J.-C. C.: Avant tout que notre planète n’est pas prête à affronter ce genre d’épidémie. La mobilisation est arrivée trop tard, soit seulement après le signalement de cas en dehors des zones les plus touchées. Il n’est pas normal de s’appuyer sur une ONG privée, MSF, pour répondre à un problème global comme celui-ci…

En termes de prévention et d’information, on a considéré l’épidémie au niveau des différentes nations, au lieu d’avoir une approche plus régionale. Sur le plan politique, et je pense là aux pays touchés par le virus, il est nécessaire de ne pas minimiser les risques, et de déclarer les épidémies plus rapidement. Récemment, il a en outre été démontré que certaines mesures drastiques, comme d’imposer la quarantaine dans un quartier de Monrovia sans accompagnement sanitaire, peuvent avoir l’effet contraire.

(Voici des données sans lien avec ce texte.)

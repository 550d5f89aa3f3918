use scraper::{ElementRef, Html};
use tracing::debug;
use url::Url;

use super::error::{NoItemsFoundError, RequiredFieldError};
use super::fields::{
    extract_external_id, extract_float_field, extract_int_field, extract_link,
    extract_optional_text, extract_published_at, is_new_build, parse_selector,
};
use super::profile::{FieldName, SiteProfile};
use crate::models::ListingRecord;

/// Outcome for a single item wrapper, in document order
pub type ItemResult = Result<ListingRecord, RequiredFieldError>;

/// Extract every listing on `document`.
///
/// Fails only when the wrapper selector itself cannot be evaluated. A wrapper
/// selector that matches nothing gives an empty list.
pub fn extract_items(
    document: &Html,
    page_url: Option<&Url>,
    profile: &SiteProfile,
) -> Result<Vec<ItemResult>, NoItemsFoundError> {
    let wrapper = profile.selector(FieldName::AdWrapper).unwrap_or_default();
    let selector = parse_selector(wrapper).map_err(|e| NoItemsFoundError {
        site: profile.site_id().to_string(),
        selector: wrapper.to_string(),
        reason: e.to_string(),
    })?;

    let base = page_url.or(profile.base_url());
    let items: Vec<ItemResult> = document
        .select(&selector)
        .map(|item| build_record(item, profile, base))
        .collect();

    debug!(site = %profile.site_id(), count = items.len(), "Found item wrappers");
    Ok(items)
}

/// Build one record, stopping at the first required field that fails
pub fn build_record(
    item: ElementRef<'_>,
    profile: &SiteProfile,
    base: Option<&Url>,
) -> Result<ListingRecord, RequiredFieldError> {
    let url = extract_link(item, profile, FieldName::Url, &["href"], base).required(FieldName::Url)?;
    let price = extract_float_field(item, profile, FieldName::Price).required(FieldName::Price)?;
    let area = extract_float_field(item, profile, FieldName::Area).required(FieldName::Area)?;
    let rooms_count =
        extract_int_field(item, profile, FieldName::RoomsCount).required(FieldName::RoomsCount)?;

    let title = extract_optional_text(item, profile, FieldName::Title);
    let description = extract_optional_text(item, profile, FieldName::Description);
    let new_build = is_new_build(item, profile, title.as_deref(), description.as_deref());

    Ok(ListingRecord {
        site: profile.site_id().to_string(),
        external_id: extract_external_id(item, profile),
        url,
        price,
        area,
        rooms_count,
        location: extract_optional_text(item, profile, FieldName::Location),
        published_at: extract_published_at(item, profile),
        title,
        description,
        photo: extract_link(item, profile, FieldName::Photo, &["src", "data-src"], base).optional(),
        real_estate_agent: extract_optional_text(item, profile, FieldName::RealEstateAgent),
        new_build,
    })
}
use crate::models::ListingRecord;
use crate::scrapers::traits::ListingSink;
use anyhow::{Context, Result};
use async_trait::async_trait;
use std::collections::HashSet;
use std::path::PathBuf;
use tracing::{info, warn};

/// Writes listings as a pretty-printed JSON array, and optionally one JSON
/// file per listing into `raw_dir`
pub struct JsonFileSink {
    path: PathBuf,
    raw_dir: Option<PathBuf>,
}

impl JsonFileSink {
    pub fn new(path: impl Into<PathBuf>) -> Self {
        Self {
            path: path.into(),
            raw_dir: None,
        }
    }

    pub fn with_raw_dir(mut self, raw_dir: impl Into<PathBuf>) -> Self {
        self.raw_dir = Some(raw_dir.into());
        self
    }
}

/// File name for a single listing: its external id when it has a usable one,
/// its position otherwise
fn raw_file_name(index: usize, listing: &ListingRecord) -> String {
    let id = listing
        .external_id
        .as_deref()
        .map(|id| {
            id.chars()
                .map(|c| if c.is_ascii_alphanumeric() || c == '-' || c == '_' { c } else { '_' })
                .collect::<String>()
        })
        .filter(|id| !id.is_empty());

    match id {
        Some(id) => format!("{}-{}.json", listing.site, id),
        None => format!("{}-{:05}.json", listing.site, index + 1),
    }
}

/// File names for a whole batch. A name already taken, from a repeated
/// external id, gets the listing position appended
fn raw_file_names(listings: &[ListingRecord]) -> Vec<String> {
    let mut taken = HashSet::with_capacity(listings.len());
    listings
        .iter()
        .enumerate()
        .map(|(index, listing)| {
            let mut name = raw_file_name(index, listing);
            if taken.contains(&name) {
                name = format!("{}-{:05}.json", name.trim_end_matches(".json"), index + 1);
                warn!(site = %listing.site, file = %name, "Duplicate external id in raw output");
            }
            taken.insert(name.clone());
            name
        })
        .collect()
}

#[async_trait]
impl ListingSink for JsonFileSink {
    async fn write(&self, listings: &[ListingRecord]) -> Result<()> {
        let json = serde_json::to_string_pretty(listings)?;
        tokio::fs::write(&self.path, json)
            .await
            .with_context(|| format!("Failed to write {}", self.path.display()))?;
        info!("💾 Saved {} listings to {}", listings.len(), self.path.display());

        if let Some(raw_dir) = &self.raw_dir {
            tokio::fs::create_dir_all(raw_dir)
                .await
                .with_context(|| format!("Failed to create {}", raw_dir.display()))?;

            for (listing, name) in listings.iter().zip(raw_file_names(listings)) {
                let filename = raw_dir.join(name);
                let listing_json = serde_json::to_string_pretty(listing)?;
                tokio::fs::write(&filename, listing_json).await?;
            }

            info!("💾 Saved {} individual listing files to {}", listings.len(), raw_dir.display());
        }

        Ok(())
    }
}

#[cfg(test)]
mod tests {
    use super::*;

    fn listing(external_id: Option<&str>) -> ListingRecord {
        ListingRecord {
            site: "demo".to_string(),
            external_id: external_id.map(str::to_string),
            url: "https://immo.example/annonce/1".to_string(),
            price: 250_000.0,
            area: 48.5,
            rooms_count: 2,
            location: Some("Nantes".to_string()),
            published_at: None,
            title: None,
            description: None,
            photo: None,
            real_estate_agent: None,
            new_build: false,
        }
    }

    #[test]
    fn test_raw_file_name() {
        assert_eq!(raw_file_name(0, &listing(Some("A/42"))), "demo-A_42.json");
        assert_eq!(raw_file_name(6, &listing(None)), "demo-00007.json");
    }

    #[tokio::test]
    async fn test_write_listings_and_raw_files() {
        let dir = tempfile::tempdir().unwrap();
        let sink = JsonFileSink::new(dir.path().join("listings.json")).with_raw_dir(dir.path().join("raw"));
        let listings = vec![listing(Some("1")), listing(None)];

        sink.write(&listings).await.unwrap();

        let saved = tokio::fs::read_to_string(dir.path().join("listings.json")).await.unwrap();
        let parsed: Vec<ListingRecord> = serde_json::from_str(&saved).unwrap();
        assert_eq!(parsed, listings);
        assert!(dir.path().join("raw/demo-1.json").exists());
        assert!(dir.path().join("raw/demo-00002.json").exists());
    }

    #[tokio::test]
    async fn test_duplicate_external_ids_keep_every_raw_file() {
        let dir = tempfile::tempdir().unwrap();
        let raw_dir = dir.path().join("raw");
        let mut first = listing(Some("42"));
        first.price = 100_000.0;
        let mut second = listing(Some("42"));
        second.price = 200_000.0;
        let listings = vec![first, second, listing(Some("7"))];

        assert_eq!(
            raw_file_names(&listings),
            vec!["demo-42.json", "demo-42-00002.json", "demo-7.json"]
        );

        let sink = JsonFileSink::new(dir.path().join("listings.json")).with_raw_dir(&raw_dir);
        sink.write(&listings).await.unwrap();

        assert_eq!(std::fs::read_dir(&raw_dir).unwrap().count(), 3);
        let saved = std::fs::read_to_string(raw_dir.join("demo-42-00002.json")).unwrap();
        let saved: ListingRecord = serde_json::from_str(&saved).unwrap();
        assert_eq!(saved.price, 200_000.0);
    }
}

Un autre enseignement important est que nous devons aussi tenir compte de l’aspect humain, et non pas seulement du côté médical. On n’a pas assez parlé (et j’inclus également MSF) du drame humain qu’ont vécu par exemple les personnes qui ont accompagné leurs enfants ou leurs proches malades dans les centres de soins. Aujourd’hui encore, les survivants sont victimes de stigmatisation, et vivent dans la crainte. 

Un enfant à l’origine de l’épidémie

Le premier humain contaminé par l’actuelle épidémie d’Ebola, appelé le patient zéro, est un enfant de 18 mois du village de Meliandou, en Guinée.

Le bambin a manifesté les premiers symptômes, dont fièvre et vomissements, le 26 décembre 2013. Il est mort deux jours plus tard.

La contagion s’est probablement faite par contact avec des animaux sauvages, peut-être des chauves-souris.

Au début, on a pensé à une épidémie de choléra, les symptômes étant similaires. Le virus a été isolé pour la première fois le 22 mars 2014. Le lendemain, l’Organisation mondiale de la santé (OMS) décrétait officiellement l’épidémie d’Ebola en Guinée.

(Source: OMS)

swissinfo.ch: Quels sont en revanche les motifs de satisfaction?

J.-C. C.: En comparaison des précédentes épidémies d’Ebola, nous avons réussi à réduire le taux de mortalité de 80-90% à une moyenne de 50%.

swissinfo.ch: En Afrique, la méfiance à l’encontre du personnel médical et certaines traditions funéraires ont contribué à la propagation de la maladie. Comment faire pour mieux sensibiliser la population?

J.-C. C.: L’Ebola suscite souvent des réactions violentes ou de la méfiance à l’encontre du personnel sanitaire, qu’il soit étranger ou indigène, en particulier en Guinée. Un exemple: nous devons construire des centres sanitaires de référence dans certaines zones pour être prêts en cas de nécessité, mais les populations locales ne veulent pas les avoir à proximité.

Il est fondamental de parler avec les communautés locales et de les impliquer directement. Dans le nord du Libéria, on a beaucoup discuté des conséquences des rites funéraires, et l’impact a été positif. Je me suis trouvé dans cette région à fin 2014: bien que les cas d’Ebola y aient disparu depuis plusieurs mois, les gens continuaient à enterrer leurs morts comme si le virus était encore présent. Malheureusement, cela ne fonctionne pas aussi bien partout.

swissinfo.ch: Dans le futur, il y aura d’autres épidémies d’Ebola. Dans quelle mesure la réponse sera-t-elle différente?

J.-C. C.: Tout dépendra de l’analyse qu’on fera des aspects positifs et négatifs de l’épidémie actuelle, non seulement du point de vue médical, mais aussi politique. D’aucuns parlent de créer un corps de «casques blancs» pour faire face à ce type d’épidémie. Cela peut être une bonne idée, mais il faudra aussi déterminer si ces unités doivent être en mesure d’intervenir partout et à n’importe quel moment, ou seulement lorsqu’existe un risque global. C’est une question de volonté politique.

Il ne faut pas croire que les pays touchés seront à mêmes de lutter tout seuls contre une épidémie. Si nous partons de cette prémisse, alors la réponse à la prochaine épidémie sera un échec.